Introduction: Caesarean scar pregnancy (CSP) is a relatively rare yet life-threatening condition in which the embryo is implanted in the scar after caesarean section. Recent studies have reported that uterine artery chemoembolisation (UAC) can be safe and effective method in treating CSP.

Aim: To present the clinical outcome of UAC with a mixture of methotrexate and gelatine sponge for the treatment of CSP and analysis of procedural failure.

Material and methods: Forty-one patients diagnosed with CSP were treated with selective endovascular chemoembolisation of uterine arteries. Short- and long-term results, reasons for procedural failure, and clinical outcome were analysed.

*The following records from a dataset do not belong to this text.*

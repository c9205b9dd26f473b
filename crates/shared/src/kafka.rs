//! Kafka 基础设施封装
//!
//! 将 rdkafka 的底层 API 封装为业务友好的 Producer/Consumer 抽象，
//! 统一消息序列化、错误映射和优雅关闭语义。命令入口、事件出口与
//! 死信队列共用这一层。

use std::collections::HashMap;
use std::time::Duration;

use rdkafka::config::ClientConfig;
use rdkafka::consumer::{Consumer, StreamConsumer};
use rdkafka::message::{BorrowedMessage, Headers, Message};
use rdkafka::producer::{FutureProducer, FutureRecord};
use serde::Serialize;
use serde::de::DeserializeOwned;
use tokio::sync::watch;
use tracing::{debug, error, info, warn};

use crate::config::KafkaConfig;
use crate::error::NotifyError;

// ---------------------------------------------------------------------------
// Topic 常量
// ---------------------------------------------------------------------------

/// 集中管理所有 Kafka topic 名称，防止拼写不一致
pub mod topics {
    /// 上游业务系统投递创建通知命令的入口
    pub const NOTIFY_COMMANDS: &str = "notify.commands";
    /// Outbox 中继发布领域事件的出口
    pub const NOTIFY_EVENTS: &str = "notify.events";
    /// 无法解析或处理的命令消息
    pub const DEAD_LETTER_QUEUE: &str = "notify.dlq";
}

// ---------------------------------------------------------------------------
// ConsumerMessage
// ---------------------------------------------------------------------------

/// 消费到的 Kafka 消息的统一表示
///
/// 将 rdkafka 的 `BorrowedMessage`（带生命周期约束）转换为拥有所有权的结构体，
/// 使消息可以安全地跨 await 点传递给异步处理函数。
#[derive(Debug, Clone)]
pub struct ConsumerMessage {
    pub topic: String,
    pub partition: i32,
    pub offset: i64,
    pub key: Option<String>,
    pub payload: Vec<u8>,
    pub timestamp: Option<i64>,
    pub headers: HashMap<String, String>,
}

impl ConsumerMessage {
    /// 从 rdkafka 的借用消息构造，提取并拥有所有字段
    fn from_borrowed(msg: &BorrowedMessage<'_>) -> Self {
        let key = msg
            .key()
            .and_then(|k| std::str::from_utf8(k).ok())
            .map(String::from);

        let payload = msg.payload().map(|p| p.to_vec()).unwrap_or_default();

        let timestamp = msg.timestamp().to_millis();

        let mut headers = HashMap::new();
        if let Some(h) = msg.headers() {
            for idx in 0..h.count() {
                let header = h.get(idx);
                if let Some(raw) = header.value
                    && let Ok(value) = std::str::from_utf8(raw)
                {
                    headers.insert(header.key.to_string(), value.to_string());
                }
            }
        }

        Self {
            topic: msg.topic().to_string(),
            partition: msg.partition(),
            offset: msg.offset(),
            key,
            payload,
            timestamp,
            headers,
        }
    }

    /// 将负载视为 UTF-8 字符串返回
    pub fn payload_str(&self) -> Result<&str, NotifyError> {
        std::str::from_utf8(&self.payload)
            .map_err(|e| NotifyError::Kafka(format!("负载非 UTF-8 编码: {e}")))
    }

    /// 将 JSON 格式负载反序列化为目标类型
    pub fn deserialize_payload<T: DeserializeOwned>(&self) -> Result<T, NotifyError> {
        serde_json::from_slice(&self.payload)
            .map_err(|e| NotifyError::Kafka(format!("负载反序列化失败: {e}")))
    }
}

// ---------------------------------------------------------------------------
// KafkaProducer
// ---------------------------------------------------------------------------

/// 面向业务的 Kafka 生产者
///
/// 封装 `FutureProducer` 并提供类型安全的 JSON 发送方法，
/// 内部已派生 Clone（`FutureProducer` 本身是 Arc 包装的）。
#[derive(Clone)]
pub struct KafkaProducer {
    producer: FutureProducer,
}

impl KafkaProducer {
    /// 根据配置创建生产者
    ///
    /// `message.timeout.ms` 设为 5 秒——5 秒内仍无法投递时应由上层
    /// 按退避策略重试，而非无限等待。
    pub fn new(config: &KafkaConfig) -> Result<Self, NotifyError> {
        let producer: FutureProducer = ClientConfig::new()
            .set("bootstrap.servers", &config.brokers)
            .set("message.timeout.ms", "5000")
            .create()
            .map_err(|e| NotifyError::Kafka(format!("创建生产者失败: {e}")))?;

        info!(brokers = %config.brokers, "Kafka 生产者已初始化");
        Ok(Self { producer })
    }

    /// 发送原始字节消息
    pub async fn send(
        &self,
        topic: &str,
        key: &str,
        payload: &[u8],
    ) -> Result<(i32, i64), NotifyError> {
        let record = FutureRecord::to(topic).key(key).payload(payload);

        let delivery = self
            .producer
            .send(record, Duration::from_secs(5))
            .await
            .map_err(|(e, _)| NotifyError::Kafka(format!("发送消息失败: {e}")))?;

        debug!(
            topic,
            key,
            partition = delivery.partition,
            offset = delivery.offset,
            "消息已发送"
        );
        Ok((delivery.partition, delivery.offset))
    }

    /// 将值序列化为 JSON 后发送
    ///
    /// 序列化与网络发送拆分为两步，便于独立定位故障原因。
    pub async fn send_json<T: Serialize>(
        &self,
        topic: &str,
        key: &str,
        value: &T,
    ) -> Result<(i32, i64), NotifyError> {
        let payload = serde_json::to_vec(value)
            .map_err(|e| NotifyError::Kafka(format!("序列化失败: {e}")))?;

        self.send(topic, key, &payload).await
    }
}

// ---------------------------------------------------------------------------
// KafkaConsumer
// ---------------------------------------------------------------------------

/// 面向业务的 Kafka 消费者
///
/// 封装 `StreamConsumer` 并提供基于 `watch` channel 的优雅关闭语义，
/// 确保进程退出时不会丢失正在处理的消息。
pub struct KafkaConsumer {
    consumer: StreamConsumer,
}

impl KafkaConsumer {
    /// 创建消费者
    ///
    /// `group_id_suffix` 允许同一服务内不同消费逻辑使用独立的消费组，
    /// 例如 "notification-dispatch.commands" 与 "notification-dispatch.dlq"。
    pub fn new(config: &KafkaConfig, group_id_suffix: Option<&str>) -> Result<Self, NotifyError> {
        let group_id = match group_id_suffix {
            Some(suffix) => format!("{}.{}", config.consumer_group, suffix),
            None => config.consumer_group.clone(),
        };

        let consumer: StreamConsumer = ClientConfig::new()
            .set("bootstrap.servers", &config.brokers)
            .set("group.id", &group_id)
            .set("auto.offset.reset", &config.auto_offset_reset)
            .set("enable.auto.commit", "true")
            .create()
            .map_err(|e| NotifyError::Kafka(format!("创建消费者失败: {e}")))?;

        info!(brokers = %config.brokers, group_id, "Kafka 消费者已初始化");
        Ok(Self { consumer })
    }

    /// 订阅指定的 topic 列表
    pub fn subscribe(&self, topics: &[&str]) -> Result<(), NotifyError> {
        self.consumer
            .subscribe(topics)
            .map_err(|e| NotifyError::Kafka(format!("订阅 topic 失败: {e}")))?;

        info!(?topics, "已订阅 Kafka topics");
        Ok(())
    }

    /// 启动消费循环
    ///
    /// 使用 `tokio::select!` 同时监听消息流和关闭信号：
    /// - 收到消息时调用 handler 处理；handler 返回错误只记录日志而不中断循环，
    ///   避免单条坏消息导致整个消费者停止。
    /// - 关闭信号变为 `true` 时退出循环，确保正在执行的 handler 能自然完成。
    pub async fn start<F, Fut>(self, mut shutdown: watch::Receiver<bool>, handler: F)
    where
        F: Fn(ConsumerMessage) -> Fut,
        Fut: std::future::Future<Output = Result<(), NotifyError>>,
    {
        use futures::StreamExt;

        let stream = self.consumer.stream();
        futures::pin_mut!(stream);

        info!("Kafka 消费循环已启动");

        loop {
            tokio::select! {
                // 偏向关闭信号，保证收到关闭时能尽快退出
                biased;

                _ = shutdown.changed() => {
                    if *shutdown.borrow() {
                        info!("收到关闭信号，Kafka 消费循环退出");
                        break;
                    }
                }

                msg_result = stream.next() => {
                    let Some(msg_result) = msg_result else {
                        warn!("Kafka 消息流意外结束");
                        break;
                    };

                    match msg_result {
                        Ok(borrowed_msg) => {
                            let msg = ConsumerMessage::from_borrowed(&borrowed_msg);
                            debug!(
                                topic = %msg.topic,
                                partition = msg.partition,
                                offset = msg.offset,
                                "收到 Kafka 消息"
                            );

                            if let Err(e) = handler(msg).await {
                                error!(error = %e, "处理 Kafka 消息失败");
                            }
                        }
                        Err(e) => {
                            error!(error = %e, "接收 Kafka 消息出错");
                        }
                    }
                }
            }
        }
    }
}

// ---------------------------------------------------------------------------
// 测试
// ---------------------------------------------------------------------------
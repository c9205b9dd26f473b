//! 投递日志仓储
//!
//! (request_id, channel, address) 上的唯一约束保证同一幂等键
//! 永远只有一行日志；`create_if_absent` 冲突时返回存量。
//! 频控统计直接在日志表上按冗余的 user_id/notification_type 聚合。

use async_trait::async_trait;
use chrono::{DateTime, Utc};
use sqlx::{PgPool, Row};

use super::outbox_repo::append_in_tx;
use super::traits::DeliveryLogRepository;
use crate::error::{DispatchError, Result};
use crate::models::SentNotificationLog;
use notify_shared::events::{Channel, EventEnvelope};

/// Postgres 投递日志仓储
pub struct PgDeliveryLogRepository {
    pool: PgPool,
}

impl PgDeliveryLogRepository {
    pub fn new(pool: PgPool) -> Self {
        Self { pool }
    }

    fn from_row(row: &sqlx::postgres::PgRow) -> Result<SentNotificationLog> {
        let data: serde_json::Value = row.try_get("data")?;
        Ok(serde_json::from_value(data)?)
    }

    fn from_rows(rows: Vec<sqlx::postgres::PgRow>) -> Result<Vec<SentNotificationLog>> {
        rows.iter().map(Self::from_row).collect()
    }
}

#[async_trait]
impl DeliveryLogRepository for PgDeliveryLogRepository {
    async fn get(&self, id: &str) -> Result<Option<SentNotificationLog>> {
        let row = sqlx::query(r#"SELECT data FROM sent_notification_logs WHERE id = $1"#)
            .bind(id)
            .fetch_optional(&self.pool)
            .await?;

        row.as_ref().map(Self::from_row).transpose()
    }

    async fn get_by_key(
        &self,
        request_id: &str,
        channel: Channel,
        address: &str,
    ) -> Result<Option<SentNotificationLog>> {
        let row = sqlx::query(
            r#"
            SELECT data FROM sent_notification_logs
            WHERE request_id = $1 AND channel = $2 AND address = $3
            "#,
        )
        .bind(request_id)
        .bind(channel.to_string())
        .bind(address)
        .fetch_optional(&self.pool)
        .await?;

        row.as_ref().map(Self::from_row).transpose()
    }

    async fn create_if_absent(
        &self,
        log: &SentNotificationLog,
        events: &[EventEnvelope],
    ) -> Result<SentNotificationLog> {
        let mut tx = self.pool.begin().await?;

        let result = sqlx::query(
            r#"
            INSERT INTO sent_notification_logs
                (id, request_id, user_id, notification_type, channel, address,
                 status, version, data, created_at, updated_at)
            VALUES ($1, $2, $3, $4, $5, $6, $7, $8, $9, $10, $11)
            ON CONFLICT (request_id, channel, address) DO NOTHING
            "#,
        )
        .bind(&log.id)
        .bind(&log.request_id)
        .bind(&log.user_id)
        .bind(&log.notification_type)
        .bind(log.channel.to_string())
        .bind(&log.address)
        .bind(log.status.to_string())
        .bind(log.version)
        .bind(serde_json::to_value(log)?)
        .bind(log.created_at)
        .bind(log.updated_at)
        .execute(&mut *tx)
        .await?;

        if result.rows_affected() == 0 {
            // 同键日志已存在（并发重复调度），返回存量
            tx.rollback().await?;
            return self
                .get_by_key(&log.request_id, log.channel, &log.address)
                .await?
                .ok_or_else(|| DispatchError::NotFound {
                    entity: "SentNotificationLog".to_string(),
                    id: log.id.clone(),
                });
        }

        append_in_tx(&mut tx, events).await?;
        tx.commit().await?;
        Ok(log.clone())
    }

    async fn save(
        &self,
        log: &SentNotificationLog,
        expected_version: i64,
        events: &[EventEnvelope],
    ) -> Result<()> {
        let mut tx = self.pool.begin().await?;

        let mut persisted = log.clone();
        persisted.version = expected_version + 1;

        let result = sqlx::query(
            r#"
            UPDATE sent_notification_logs
            SET status = $1, version = $2, data = $3, updated_at = $4
            WHERE id = $5 AND version = $6
            "#,
        )
        .bind(persisted.status.to_string())
        .bind(persisted.version)
        .bind(serde_json::to_value(&persisted)?)
        .bind(persisted.updated_at)
        .bind(&persisted.id)
        .bind(expected_version)
        .execute(&mut *tx)
        .await?;

        if result.rows_affected() == 0 {
            return Err(DispatchError::ConcurrencyConflict {
                entity: "SentNotificationLog".to_string(),
                id: log.id.clone(),
            });
        }

        append_in_tx(&mut tx, events).await?;
        tx.commit().await?;
        Ok(())
    }

    async fn list_by_request(&self, request_id: &str) -> Result<Vec<SentNotificationLog>> {
        let rows = sqlx::query(
            r#"
            SELECT data FROM sent_notification_logs
            WHERE request_id = $1
            ORDER BY created_at ASC, id ASC
            "#,
        )
        .bind(request_id)
        .fetch_all(&self.pool)
        .await?;

        Self::from_rows(rows)
    }

    async fn list_by_address(&self, address: &str) -> Result<Vec<SentNotificationLog>> {
        let rows = sqlx::query(
            r#"
            SELECT data FROM sent_notification_logs
            WHERE address = $1
            ORDER BY created_at DESC, id DESC
            "#,
        )
        .bind(address)
        .fetch_all(&self.pool)
        .await?;

        Self::from_rows(rows)
    }

    async fn list_failed_older_than(
        &self,
        cutoff: DateTime<Utc>,
    ) -> Result<Vec<SentNotificationLog>> {
        let rows = sqlx::query(
            r#"
            SELECT data FROM sent_notification_logs
            WHERE status = 'FAILED' AND updated_at < $1
            ORDER BY updated_at ASC
            "#,
        )
        .bind(cutoff)
        .fetch_all(&self.pool)
        .await?;

        Self::from_rows(rows)
    }

    async fn count_recent_sends(
        &self,
        user_id: &str,
        notification_type: &str,
        since: DateTime<Utc>,
    ) -> Result<u32> {
        let count: i64 = sqlx::query_scalar(
            r#"
            SELECT COUNT(*) FROM sent_notification_logs
            WHERE user_id = $1
              AND notification_type = $2
              AND status IN ('SENT', 'DELIVERED', 'READ')
              AND updated_at >= $3
            "#,
        )
        .bind(user_id)
        .bind(notification_type)
        .bind(since)
        .fetch_one(&self.pool)
        .await?;

        Ok(count as u32)
    }
}
impl InMemoryLogRepo {
    pub fn with_events(events: EventLog) -> Self {
        Self {
            rows: Mutex::new(HashMap::new()),
            events,
        }
    }

    fn key(request_id: &str, channel: Channel, address: &str) -> String {
        format!("{request_id}:{channel}:{address}")
    }
}

#[async_trait]
impl DeliveryLogRepository for InMemoryLogRepo {
    async fn get(&self, id: &str) -> Result<Option<SentNotificationLog>> {
        Ok(self
            .rows
            .lock()
            .unwrap()
            .values()
            .find(|l| l.id == id)
            .cloned())
    }

    async fn get_by_key(
        &self,
        request_id: &str,
        channel: Channel,
        address: &str,
    ) -> Result<Option<SentNotificationLog>> {
        Ok(self
            .rows
            .lock()
            .unwrap()
            .get(&Self::key(request_id, channel, address))
            .cloned())
    }

    async fn create_if_absent(
        &self,
        log: &SentNotificationLog,
        events: &[EventEnvelope],
    ) -> Result<SentNotificationLog> {
        let mut rows = self.rows.lock().unwrap();
        let key = Self::key(&log.request_id, log.channel, &log.address);
        if let Some(existing) = rows.get(&key) {
            return Ok(existing.clone());
        }
        rows.insert(key, log.clone());
        self.events.record(events);
        Ok(log.clone())
    }

    async fn save(
        &self,
        log: &SentNotificationLog,
        expected_version: i64,
        events: &[EventEnvelope],
    ) -> Result<()> {
        let mut rows = self.rows.lock().unwrap();
        let key = Self::key(&log.request_id, log.channel, &log.address);
        let entry = rows.get_mut(&key).ok_or_else(|| DispatchError::NotFound {
            entity: "SentNotificationLog".to_string(),
            id: log.id.clone(),
        })?;
        if entry.version != expected_version {
            return Err(DispatchError::ConcurrencyConflict {
                entity: "SentNotificationLog".to_string(),
                id: log.id.clone(),
            });
        }
        let mut next = log.clone();
        next.version = expected_version + 1;
        *entry = next;
        self.events.record(events);
        Ok(())
    }

    async fn list_by_request(&self, request_id: &str) -> Result<Vec<SentNotificationLog>> {
        Ok(self
            .rows
            .lock()
            .unwrap()
            .values()
            .filter(|l| l.request_id == request_id)
            .cloned()
            .collect())
    }

    async fn list_by_address(&self, address: &str) -> Result<Vec<SentNotificationLog>> {
        Ok(self
            .rows
            .lock()
            .unwrap()
            .values()
            .filter(|l| l.address == address)
            .cloned()
            .collect())
    }

    async fn list_failed_older_than(
        &self,
        cutoff: DateTime<Utc>,
    ) -> Result<Vec<SentNotificationLog>> {
        Ok(self
            .rows
            .lock()
            .unwrap()
            .values()
            .filter(|l| {
                l.status == notification_dispatch::models::DeliveryStatus::Failed
                    && l.updated_at < cutoff
            })
            .cloned()
            .collect())
    }

    async fn count_recent_sends(
        &self,
        user_id: &str,
        notification_type: &str,
        since: DateTime<Utc>,
    ) -> Result<u32> {
        Ok(self
            .rows
            .lock()
            .unwrap()
            .values()
            .filter(|l| {
                l.user_id == user_id
                    && l.notification_type == notification_type
                    && l.status.is_success()
                    && l.updated_at >= since
            })
            .count() as u32)
    }
}
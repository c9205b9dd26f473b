//! 投递台账
//!
//! 投递日志的只读查询面：按请求回放尝试历史、按收件地址追溯、
//! 拉取长期失败的日志供外部重试/告警工具消费、频控窗口统计。
//! 写路径全部走编排器与生命周期管理器，台账不修改日志。

use std::sync::Arc;

use chrono::{DateTime, Duration, Utc};

use crate::error::Result;
use crate::models::{DeliveryAttempt, SentNotificationLog};
use crate::repository::DeliveryLogRepository;

/// 投递台账
pub struct DeliveryLedger {
    logs: Arc<dyn DeliveryLogRepository>,
}

impl DeliveryLedger {
    pub fn new(logs: Arc<dyn DeliveryLogRepository>) -> Self {
        Self { logs }
    }

    /// 请求维度的全部投递日志
    pub async fn logs_by_request(&self, request_id: &str) -> Result<Vec<SentNotificationLog>> {
        self.logs.list_by_request(request_id).await
    }

    /// 请求维度的全部发送尝试，按时间升序展平
    pub async fn attempts_by_request(&self, request_id: &str) -> Result<Vec<DeliveryAttempt>> {
        let logs = self.logs.list_by_request(request_id).await?;
        let mut attempts: Vec<DeliveryAttempt> = logs
            .into_iter()
            .flat_map(|log| log.attempts)
            .collect();
        attempts.sort_by_key(|a| a.attempted_at);
        Ok(attempts)
    }

    /// 收件地址维度的投递历史
    pub async fn logs_by_address(&self, address: &str) -> Result<Vec<SentNotificationLog>> {
        self.logs.list_by_address(address).await
    }

    /// 失败超过指定时长的日志
    pub async fn failed_older_than(&self, age: Duration) -> Result<Vec<SentNotificationLog>> {
        self.logs.list_failed_older_than(Utc::now() - age).await
    }

    /// (用户, 通知类型) 自指定时刻以来的成功发送数
    pub async fn recent_send_count(
        &self,
        user_id: &str,
        notification_type: &str,
        since: DateTime<Utc>,
    ) -> Result<u32> {
        self.logs
            .count_recent_sends(user_id, notification_type, since)
            .await
    }
}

Results: Primary procedure failed in 7 out of 41 (17%) cases. In 4 cases additional blood supply to the CSP was disclosed; 3 out of 4 from an ovarian artery and one from a superior vesical artery. In other 3 patients, reperfusion of uterine arteries was observed. All these 7 patients underwent successful secondary embolisation. The majority of the followed-up patients reported regular menses after the intervention. Four women suffered from amenorrhoea and 2 from hypomenorrhoea that continued after 90 days. Twelve patients expressed the desire for subsequent pregnancy. From this group, 5 conceived within a year of the procedure. The rest did not achieve a pregnancy.

Conclusions: UAC proved to be a safe and effective method and should be considered as an option for CSP treatment, especially for women hoping to preserve their fertility. However, the presence of collateral blood supply should always be considered.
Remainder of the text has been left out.